ABOUT THIS EXERCISE — Produce an exact copy of the lines from the line containing "for &a in &licenses" through the last line of the listing below, both ends included, and nothing else.

WORKING DATA —
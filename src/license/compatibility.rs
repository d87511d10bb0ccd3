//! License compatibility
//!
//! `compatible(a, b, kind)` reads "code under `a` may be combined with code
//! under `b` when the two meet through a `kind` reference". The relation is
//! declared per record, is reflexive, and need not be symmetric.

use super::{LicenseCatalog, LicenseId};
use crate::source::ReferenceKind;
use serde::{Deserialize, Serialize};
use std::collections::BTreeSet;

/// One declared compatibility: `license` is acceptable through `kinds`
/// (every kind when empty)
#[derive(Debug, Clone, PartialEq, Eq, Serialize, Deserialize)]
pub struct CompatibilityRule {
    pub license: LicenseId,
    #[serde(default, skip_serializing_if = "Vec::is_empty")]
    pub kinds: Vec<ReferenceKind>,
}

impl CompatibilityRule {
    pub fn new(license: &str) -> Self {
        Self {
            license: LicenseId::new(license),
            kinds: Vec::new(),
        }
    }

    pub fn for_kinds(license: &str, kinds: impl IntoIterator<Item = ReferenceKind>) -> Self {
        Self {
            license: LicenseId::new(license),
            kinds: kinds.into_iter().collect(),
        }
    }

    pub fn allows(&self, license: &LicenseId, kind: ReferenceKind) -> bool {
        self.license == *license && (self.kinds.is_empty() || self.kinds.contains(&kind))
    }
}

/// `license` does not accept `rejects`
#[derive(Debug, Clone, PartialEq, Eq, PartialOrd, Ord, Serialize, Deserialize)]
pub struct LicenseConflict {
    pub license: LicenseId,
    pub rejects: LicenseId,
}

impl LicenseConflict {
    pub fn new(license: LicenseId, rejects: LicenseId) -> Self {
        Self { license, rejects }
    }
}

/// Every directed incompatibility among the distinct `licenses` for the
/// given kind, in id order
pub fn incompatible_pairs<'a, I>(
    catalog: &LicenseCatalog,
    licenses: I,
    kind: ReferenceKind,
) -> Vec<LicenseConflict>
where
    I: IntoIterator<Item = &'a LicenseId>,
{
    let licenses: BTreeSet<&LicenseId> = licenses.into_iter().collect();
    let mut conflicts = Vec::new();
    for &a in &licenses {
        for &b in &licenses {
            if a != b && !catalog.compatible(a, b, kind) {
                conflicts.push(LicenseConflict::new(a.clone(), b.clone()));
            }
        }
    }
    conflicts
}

THE COMPLETED TASK —
    for &a in &licenses {
        for &b in &licenses {
            if a != b && !catalog.compatible(a, b, kind) {
                conflicts.push(LicenseConflict::new(a.clone(), b.clone()));
            }
        }
    }
    conflicts
}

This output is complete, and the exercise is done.